In full and without changes, output the data.

┌──

//! Maze construction: Wilson's algorithm, loosening and exit carving.
use rand::{Rng, seq::SliceRandom};
use serde::{Deserialize, Serialize};
use tracing::debug;

use crate::{
    Direction, Position, config::check_dimensions, error::ConfigError, map::Grid, maze::Maze,
};

/// The single opening carved through the outer boundary.
#[derive(Debug, Clone, Copy, PartialEq, Eq, Serialize, Deserialize)]
pub struct Exit {
    pub position: Position,
    /// Side of `position` on which the border wall was removed.
    pub direction: Direction,
}

/// Builds mazes of a fixed size and difficulty.
#[derive(Debug, Clone, Copy, PartialEq)]
pub struct MazeGenerator {
    width: usize,
    height: usize,
    easiness: f64,
}

impl MazeGenerator {
    pub fn new(width: usize, height: usize, easiness: f64) -> Result<Self, ConfigError> {
        check_dimensions(width, height)?;
        if !(0.0..=1.0).contains(&easiness) {
            return Err(ConfigError::EasinessOutOfRange(easiness));
        }
        Ok(Self {
            width,
            height,
            easiness,
        })
    }

    /// Runs the full pipeline: perfect maze, loosening, then one exit.
    pub fn generate<R: Rng + ?Sized>(&self, rng: &mut R) -> Result<(Maze, Exit), ConfigError> {
        let mut maze = self.perfect(rng)?;
        let opened = self.loosen(&mut maze, rng)?;
        let exit = carve_exit(&mut maze, rng)?;
        debug!(
            width = self.width,
            height = self.height,
            loosened = opened,
            exit = ?exit,
            "maze generated"
        );
        Ok((maze, exit))
    }

    /// Generates a perfect maze (a uniform spanning tree of the grid) with
    /// Wilson's algorithm.
    pub fn perfect<R: Rng + ?Sized>(&self, rng: &mut R) -> Result<Maze, ConfigError> {
        let mut maze = Maze::new(self.width, self.height);
        let mut connected: Grid<bool> = Grid::new(self.width, self.height);
        let cells: Vec<Position> = connected.positions().collect();

        let target = cells[rng.random_range(0..cells.len())];
        connected[target] = true;
        let mut unconnected: Vec<Position> =
            cells.into_iter().filter(|&pos| pos != target).collect();

        let mut walks = 0usize;
        while !unconnected.is_empty() {
            let start = unconnected[rng.random_range(0..unconnected.len())];
            let path = loop_erased_walk(&connected, start, rng);
            for pair in path.windows(2) {
                if let Some(direction) = Direction::between(pair[0], pair[1]) {
                    maze.open_wall(pair[0], direction)?;
                }
            }
            for &pos in &path {
                connected[pos] = true;
            }
            unconnected.retain(|&pos| !connected[pos]);
            walks += 1;
        }
        debug!(walks, "spanning tree complete");
        Ok(maze)
    }

    /// Opens a shuffled `easiness` fraction of the remaining interior walls.
    /// Returns how many walls were opened.
    pub fn loosen<R: Rng + ?Sized>(
        &self,
        maze: &mut Maze,
        rng: &mut R,
    ) -> Result<usize, ConfigError> {
        let mut walls = maze.closed_interior_walls();
        walls.shuffle(rng);
        let count = (walls.len() as f64 * self.easiness).round() as usize;
        for &(pos, direction) in walls.iter().take(count) {
            maze.open_wall(pos, direction)?;
        }
        Ok(count)
    }
}

/// Random walk from `start` until it hits a connected cell, erasing loops as
/// they form. A step that would leave the grid keeps the walk in place.
fn loop_erased_walk<R: Rng + ?Sized>(
    connected: &Grid<bool>,
    start: Position,
    rng: &mut R,
) -> Vec<Position> {
    let (width, height) = (connected.width(), connected.height());
    let mut path = vec![start];
    let mut current = start;
    while !connected[current] {
        let direction = Direction::ALL[rng.random_range(0..Direction::ALL.len())];
        if let Some(next) = current.step(direction, width, height) {
            current = next;
        }
        if let Some(seen) = path.iter().position(|&pos| pos == current) {
            path.truncate(seen);
        }
        path.push(current);
    }
    path
}

/// Opens one uniformly chosen border wall segment outward.
pub fn carve_exit<R: Rng + ?Sized>(maze: &mut Maze, rng: &mut R) -> Result<Exit, ConfigError> {
    let walls = maze.border_walls();
    if walls.is_empty() {
        return Err(ConfigError::InvalidDimensions {
            width: maze.width(),
            height: maze.height(),
        });
    }
    let (position, direction) = walls[rng.random_range(0..walls.len())];
    maze.open_wall(position, direction)?;
    Ok(Exit {
        position,
        direction,
    })
}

└──

* [Task solution]:
//! Maze construction: Wilson's algorithm, loosening and exit carving.
use rand::{Rng, seq::SliceRandom};
use serde::{Deserialize, Serialize};
use tracing::debug;

use crate::{
    Direction, Position, config::check_dimensions, error::ConfigError, map::Grid, maze::Maze,
};

/// The single opening carved through the outer boundary.
#[derive(Debug, Clone, Copy, PartialEq, Eq, Serialize, Deserialize)]
pub struct Exit {
    pub position: Position,
    /// Side of `position` on which the border wall was removed.
    pub direction: Direction,
}

/// Builds mazes of a fixed size and difficulty.
#[derive(Debug, Clone, Copy, PartialEq)]
pub struct MazeGenerator {
    width: usize,
    height: usize,
    easiness: f64,
}

impl MazeGenerator {
    pub fn new(width: usize, height: usize, easiness: f64) -> Result<Self, ConfigError> {
        check_dimensions(width, height)?;
        if !(0.0..=1.0).contains(&easiness) {
            return Err(ConfigError::EasinessOutOfRange(easiness));
        }
        Ok(Self {
            width,
            height,
            easiness,
        })
    }

    /// Runs the full pipeline: perfect maze, loosening, then one exit.
    pub fn generate<R: Rng + ?Sized>(&self, rng: &mut R) -> Result<(Maze, Exit), ConfigError> {
        let mut maze = self.perfect(rng)?;
        let opened = self.loosen(&mut maze, rng)?;
        let exit = carve_exit(&mut maze, rng)?;
        debug!(
            width = self.width,
            height = self.height,
            loosened = opened,
            exit = ?exit,
            "maze generated"
        );
        Ok((maze, exit))
    }

    /// Generates a perfect maze (a uniform spanning tree of the grid) with
    /// Wilson's algorithm.
    pub fn perfect<R: Rng + ?Sized>(&self, rng: &mut R) -> Result<Maze, ConfigError> {
        let mut maze = Maze::new(self.width, self.height);
        let mut connected: Grid<bool> = Grid::new(self.width, self.height);
        let cells: Vec<Position> = connected.positions().collect();

        let target = cells[rng.random_range(0..cells.len())];
        connected[target] = true;
        let mut unconnected: Vec<Position> =
            cells.into_iter().filter(|&pos| pos != target).collect();

        let mut walks = 0usize;
        while !unconnected.is_empty() {
            let start = unconnected[rng.random_range(0..unconnected.len())];
            let path = loop_erased_walk(&connected, start, rng);
            for pair in path.windows(2) {
                if let Some(direction) = Direction::between(pair[0], pair[1]) {
                    maze.open_wall(pair[0], direction)?;
                }
            }
            for &pos in &path {
                connected[pos] = true;
            }
            unconnected.retain(|&pos| !connected[pos]);
            walks += 1;
        }
        debug!(walks, "spanning tree complete");
        Ok(maze)
    }

    /// Opens a shuffled `easiness` fraction of the remaining interior walls.
    /// Returns how many walls were opened.
    pub fn loosen<R: Rng + ?Sized>(
        &self,
        maze: &mut Maze,
        rng: &mut R,
    ) -> Result<usize, ConfigError> {
        let mut walls = maze.closed_interior_walls();
        walls.shuffle(rng);
        let count = (walls.len() as f64 * self.easiness).round() as usize;
        for &(pos, direction) in walls.iter().take(count) {
            maze.open_wall(pos, direction)?;
        }
        Ok(count)
    }
}

/// Random walk from `start` until it hits a connected cell, erasing loops as
/// they form. A step that would leave the grid keeps the walk in place.
fn loop_erased_walk<R: Rng + ?Sized>(
    connected: &Grid<bool>,
    start: Position,
    rng: &mut R,
) -> Vec<Position> {
    let (width, height) = (connected.width(), connected.height());
    let mut path = vec![start];
    let mut current = start;
    while !connected[current] {
        let direction = Direction::ALL[rng.random_range(0..Direction::ALL.len())];
        if let Some(next) = current.step(direction, width, height) {
            current = next;
        }
        if let Some(seen) = path.iter().position(|&pos| pos == current) {
            path.truncate(seen);
        }
        path.push(current);
    }
    path
}

/// Opens one uniformly chosen border wall segment outward.
pub fn carve_exit<R: Rng + ?Sized>(maze: &mut Maze, rng: &mut R) -> Result<Exit, ConfigError> {
    let walls = maze.border_walls();
    if walls.is_empty() {
        return Err(ConfigError::InvalidDimensions {
            width: maze.width(),
            height: maze.height(),
        });
    }
    let (position, direction) = walls[rng.random_range(0..walls.len())];
    maze.open_wall(position, direction)?;
    Ok(Exit {
        position,
        direction,
    })
}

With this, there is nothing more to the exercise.